Whether or not the American work force literally gets “grayer” in the years ahead may depend on how many Boomers decide to color their hair.
But a just-released survey, “Recession Turns the Graying Office Grayer,” leaves little doubt that the average age of America’s workers is climbing.
The survey was conducted by the Pew Research Center’s Social and Demographic Trends project. The results are based on about 1,800 interviews in July and August, and on an analysis of Labor Department data.
The trend is no mystery. Boomers are aging, their progeny are staying in school, and the recession is forcing some people—no one knows exactly how many—to delay or contemplate delaying retirement.
People over age 55 now account for 18.7% of the labor force (a new high), while people ages 16 to 24 account for only 14% (a new low). In 2016, those 55+ are expected to make up 22.7% of the workforce.

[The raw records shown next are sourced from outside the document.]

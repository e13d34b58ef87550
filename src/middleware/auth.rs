use axum::{
    extract::{Request, State},
    http::{header::AUTHORIZATION, HeaderMap},
    middleware::Next,
    response::Response,
};
use tracing::debug;
use uuid::Uuid;

use crate::app::AppState;
use crate::auth::Claims;
use crate::error::ApiError;

/// Authenticated user context extracted from JWT
#[derive(Clone, Debug)]
pub struct AuthUser {
    pub username: String,
    pub user_id: Uuid,
}

impl From<Claims> for AuthUser {
    fn from(claims: Claims) -> Self {
        Self {
            username: claims.sub,
            user_id: claims.user_id,
        }
    }
}

/// JWT authentication middleware that validates tokens and extracts user context.
///
/// Every rejection is the same generic 401; the reason only goes to the log.
pub async fn jwt_auth_middleware(
    State(state): State<AppState>,
    headers: HeaderMap,
    mut request: Request,
    next: Next,
) -> Result<Response, ApiError> {
    let path = request.uri().path().to_string();
    let unauthorized = |reason: String| {
        debug!(path = %path, "Rejected request: {}", reason);
        ApiError::unauthorized("Unauthorized")
    };

    let claims = match extract_bearer_token(&headers) {
        Ok(token) => state.tokens.verify(token).map_err(|e| unauthorized(e.to_string()))?,
        Err(reason) => return Err(unauthorized(reason.to_string())),
    };

    request.extensions_mut().insert(AuthUser::from(claims));
    Ok(next.run(request).await)
}

/// Extract the token from `Authorization: Bearer <token>`
fn extract_bearer_token(headers: &HeaderMap) -> Result<&str, &'static str> {
    let auth_str = headers
        .get(AUTHORIZATION)
        .ok_or("Missing Authorization header")?
        .to_str()
        .map_err(|_| "Invalid Authorization header format")?;

    let token = auth_str
        .strip_prefix("Bearer ")
        .ok_or("Authorization header must use Bearer token format")?
        .trim();

    if token.is_empty() {
        return Err("Empty JWT token");
    }
    Ok(token)
}
pub mod password;

use chrono::{Duration, Utc};
use jsonwebtoken::{decode, encode, DecodingKey, EncodingKey, Header, Validation};
use serde::{Deserialize, Serialize};
use uuid::Uuid;

use crate::database::models::User;

#[derive(Debug, Clone, Serialize, Deserialize)]
pub struct Claims {
    /// Username the token was issued to
    pub sub: String,
    pub user_id: Uuid,
    pub exp: i64,
    pub iat: i64,
}

#[derive(Debug, thiserror::Error)]
pub enum TokenError {
    #[error("JWT generation error: {0}")]
    Generation(String),

    #[error("Invalid JWT token: {0}")]
    Invalid(String),

    #[error("Invalid JWT secret")]
    InvalidSecret,

    #[error("Invalid token lifetime: {0} hours")]
    InvalidLifetime(u64),
}

/// Issues and verifies bearer credentials.
///
/// Route wiring only sees this trait, so the signing scheme can change
/// without touching the router or the auth middleware.
pub trait TokenIssuer: Send + Sync {
    fn issue(&self, user: &User) -> Result<String, TokenError>;

    fn verify(&self, token: &str) -> Result<Claims, TokenError>;
}

/// HS256 JWTs signed with a shared secret
pub struct JwtTokens {
    encoding_key: EncodingKey,
    decoding_key: DecodingKey,
    ttl: Duration,
}

impl JwtTokens {
    pub fn new(secret: &str, ttl: Duration) -> Result<Self, TokenError> {
        if secret.is_empty() {
            return Err(TokenError::InvalidSecret);
        }

        Ok(Self {
            encoding_key: EncodingKey::from_secret(secret.as_bytes()),
            decoding_key: DecodingKey::from_secret(secret.as_bytes()),
            ttl,
        })
    }

    pub fn from_hours(secret: &str, expiry_hours: u64) -> Result<Self, TokenError> {
        let ttl = i64::try_from(expiry_hours)
            .ok()
            .and_then(Duration::try_hours)
            .ok_or(TokenError::InvalidLifetime(expiry_hours))?;
        Self::new(secret, ttl)
    }
}

impl TokenIssuer for JwtTokens {
    fn issue(&self, user: &User) -> Result<String, TokenError> {
        let now = Utc::now();
        let exp = now
            .checked_add_signed(self.ttl)
            .ok_or_else(|| TokenError::Generation("token expiry out of range".to_string()))?;
        let claims = Claims {
            sub: user.username.clone(),
            user_id: user.id,
            exp: exp.timestamp(),
            iat: now.timestamp(),
        };

        encode(&Header::default(), &claims, &self.encoding_key)
            .map_err(|e| TokenError::Generation(e.to_string()))
    }

    fn verify(&self, token: &str) -> Result<Claims, TokenError> {
        decode::<Claims>(token, &self.decoding_key, &Validation::default())
            .map(|data| data.claims)
            .map_err(|e| TokenError::Invalid(e.to_string()))
    }
}

#[cfg(test)]
mod tests {
    use super::*;
    use crate::database::models::NewUser;

    fn user() -> User {
        NewUser { username: "ripley".into(), password_hash: String::new() }.into_user()
    }

    #[test]
    fn issued_token_verifies() {
        let tokens = JwtTokens::from_hours("secret", 1).unwrap();
        let user = user();

        let claims = tokens.verify(&tokens.issue(&user).unwrap()).unwrap();
        assert_eq!(claims.sub, "ripley");
        assert_eq!(claims.user_id, user.id);
        assert!(claims.exp > claims.iat);
    }

    #[test]
    fn expired_token_is_rejected() {
        // Past the validator's default 60s leeway
        let tokens = JwtTokens::new("secret", Duration::hours(-2)).unwrap();
        let token = tokens.issue(&user()).unwrap();

        assert!(matches!(tokens.verify(&token), Err(TokenError::Invalid(_))));
    }

    #[test]
    fn foreign_signature_is_rejected() {
        let ours = JwtTokens::from_hours("secret", 1).unwrap();
        let theirs = JwtTokens::from_hours("other-secret", 1).unwrap();
        let token = theirs.issue(&user()).unwrap();

        assert!(ours.verify(&token).is_err());
        assert!(ours.verify("not.a.jwt").is_err());
    }

    #[test]
    fn oversized_lifetime_is_refused() {
        assert!(matches!(
            JwtTokens::from_hours("secret", u64::MAX),
            Err(TokenError::InvalidLifetime(u64::MAX))
        ));
    }

    #[test]
    fn lifetime_past_calendar_range_fails_issue_without_panicking() {
        let tokens = JwtTokens::new("secret", Duration::days(365 * 300_000)).unwrap();
        assert!(matches!(tokens.issue(&user()), Err(TokenError::Generation(_))));
    }

    #[test]
    fn empty_secret_is_refused() {
        assert!(matches!(JwtTokens::from_hours("", 1), Err(TokenError::InvalidSecret)));
    }
}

Since 2000, the percentage of people ages 55 to 64 who are working rose six percent, to 65.3%, while the percentage of people ages 65 and older who work jumped to 17.3% from 13%. Between 2006 and 2016, one-third of the total growth in the labor force is expected to derive from the fact that more older workers are working.
The recession will only accelerate this trend. Nearly four-in-ten adults who have worked past the median retirement age of 62 told Pew’s researchers that they delayed their retirement “because of current economic conditions.”
Sixty-three percent of those ages 50 to 61 think they may delay retirement because of the recession. Women are more nervous about it than men: 72% of women in that age group fear they will have to postpone their retirement plans, compared with 54% of men.
Just over half (51%) of retirees say they wanted to retire when they did. Many people retire involuntarily, the survey confirmed. About a third of retirees stopped working for health or other reasons, while 9% said they were forced out of their jobs. About one in six current retirees-whether they retired voluntarily or not-work full-time or part-time.
Not surprisingly, the happiest retirees are those who stop working voluntarily, the survey showed. They are more than twice as likely (75% vs. 30%) as “reluctant” retirees to be “very satisfied” with their retirement, and only four percent were unhappy with their retirement.